Los amigos de esta historia compartían ese origen de rebeldía en sus búsquedas de juventud. El hambre constante por sonidos nuevos, curiosos por explorar tierras extrañas que los sacaran de una realidad que les parecía chata y con ofertas trilladas. Pero lo quisieran o no, lo reconocieran o no, eran “alternativos”, alternativos porque querían otros sonidos que aún no estaban dados, por la búsqueda de una alteridad, una posibilidad siempre nueva. Eran alternativos porque eran inconformistas a las opciones que se les ofrecían. Querían ser únicos e irrepetibles y, una alternativa, era no tomar ninguna alternativa, no definirse, no encasillarse, no elegir un estilo predeterminado, no madurar si implicaba seguir un molde. No ser lo que se supone que se debe ser y refugiarse en la búsqueda constante para renunciar a encontrarse.
Pero la aplanadora de la vejez llega. El tiempo es un juez cruel e inexorable que todo lo devora. La indefinición en el gusto musical era sólo la punta del iceberg. El árbol que recién germina aún no define en qué dirección se petrificará su tronco, pero tarde o temprano lo hará.
Algunos jóvenes alternativos devinieron en diletantes. Aficionados y simpatizantes de todos los estilos y, al mismo tiempo, conocedores de nada. Eternos misceláneos sin un criterio de selección claro, sin querer soltar nada. Queriendo abarcarlo todo no sostenían nada. O, como dijo alguien alguna vez, quien es amigo de todos, no es amigo de nadie.
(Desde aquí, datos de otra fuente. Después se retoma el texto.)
//! Capability gateways consumed by the run orchestrator.
//!
//! Every remote system the orchestrator touches is reached through a narrow
//! capability trait:
//!
//! - `SystemGateway`, `RepositoryGateway`, `ArtifactGateway`,
//!   `PropertiesGateway`, `PluginGateway`: the repository manager
//! - `AnalysisGateway`: the component-analysis service
//! - `ContainerRuntime`: image build/run/stop for disposable instances
//!
//! HTTP adapters share one `reqwest::Client` built from an [`HttpConfig`].
//! The `memory` module provides in-memory simulators of all three systems
//! for tests and local dry runs.
//!
//! ## Modules
//!
//! - `capabilities`: the capability traits
//! - `types`: records exchanged across the traits
//! - `http`: shared client configuration and response handling
//! - `repository_manager`: HTTP adapter for the repository manager
//! - `analysis`: HTTP adapter for the analysis service
//! - `container`: docker CLI container runtime
//! - `memory`: in-memory simulators

pub mod analysis;
pub mod capabilities;
pub mod container;
pub mod error;
pub mod http;
pub mod memory;
pub mod repository_manager;
pub mod types;

pub use analysis::AnalysisClient;
pub use capabilities::{
    AnalysisGateway, ArtifactGateway, ContainerRuntime, PluginGateway, PropertiesGateway,
    RepositoryGateway, SystemGateway,
};
pub use container::DockerCli;
pub use error::{GatewayError, GatewayResult};
pub use http::HttpConfig;
pub use repository_manager::RepositoryManagerClient;
pub use types::{
    is_plugin_property, ArtifactRef, ArtifactSource, ComponentRecord, Health, InstanceEndpoint, InstanceLaunch,
    PluginStatus, Properties, RepositoryClass, RepositoryDescriptor, VulnerabilityRecord, PLUGIN_PROPERTY_PREFIX,
};
//! Shared HTTP client configuration.
//!
//! One `HttpConfig` builds one `reqwest::Client`; every HTTP gateway clones
//! that client (cheap, connection pool is shared) and adds its own base URL
//! and credentials.

use std::time::Duration;

use tracing::{debug, error};

use crate::error::{GatewayError, GatewayResult};

/// Connection settings shared by every HTTP gateway.
#[derive(Debug, Clone)]
pub struct HttpConfig {
    /// Per-request timeout.
    pub timeout: Duration,

    /// Accept self-signed or otherwise untrusted server certificates.
    pub trust_cert: bool,

    /// User agent sent with every request.
    pub user_agent: String,
}

impl Default for HttpConfig {
    fn default() -> Self {
        Self {
            timeout: Duration::from_secs(60),
            trust_cert: false,
            user_agent: concat!("pvt/", env!("CARGO_PKG_VERSION")).to_string(),
        }
    }
}

impl HttpConfig {
    /// Build the shared client.
    pub fn build_client(&self) -> GatewayResult<reqwest::Client> {
        let client = reqwest::Client::builder()
            .timeout(self.timeout)
            .user_agent(self.user_agent.clone())
            .danger_accept_invalid_certs(self.trust_cert)
            .build()?;

        Ok(client)
    }
}

/// Join a base URL and a path with exactly one separator.
pub(crate) fn join_url(base: &str, path: &str) -> String {
    format!(
        "{}/{}",
        base.trim_end_matches('/'),
        path.trim_start_matches('/')
    )
}

/// Turn a non-success response into a `GatewayError`.
pub(crate) async fn check_response(
    response: reqwest::Response,
    operation: &str,
) -> GatewayResult<reqwest::Response> {
    let status = response.status();
    if status.is_success() {
        debug!(operation, status = %status, "Request succeeded");
        return Ok(response);
    }

    let body = response.text().await.unwrap_or_default();
    if status == reqwest::StatusCode::NOT_FOUND {
        debug!(operation, body = %body, "Resource not found");
        return Err(GatewayError::NotFound(format!("{operation}: {body}")));
    }

    error!(operation, status = %status, body = %body, "Request failed");
    Err(GatewayError::Http {
        status: status.as_u16(),
        body,
    })
}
Otros evolucionaron en “hípsters”, su versión más moderna. Jóvenes acomodados e inconformistas de esa misma comodidad. En términos musicales, son melómanos esnobs que intentan huir de lo mainstreem a toda costa. Se refugian en bandas oscuras que nadie conoce, leen Pitchfork o Wire. Y al buscar su identidad caen en otra categoría, y se transforman en un molde más. Rechazan lo popular a priori; se alzan como jueces del verdadero arte. Elitistas que custodian las puertas del buen gusto, basados en la ramplonería de una novedad vacía.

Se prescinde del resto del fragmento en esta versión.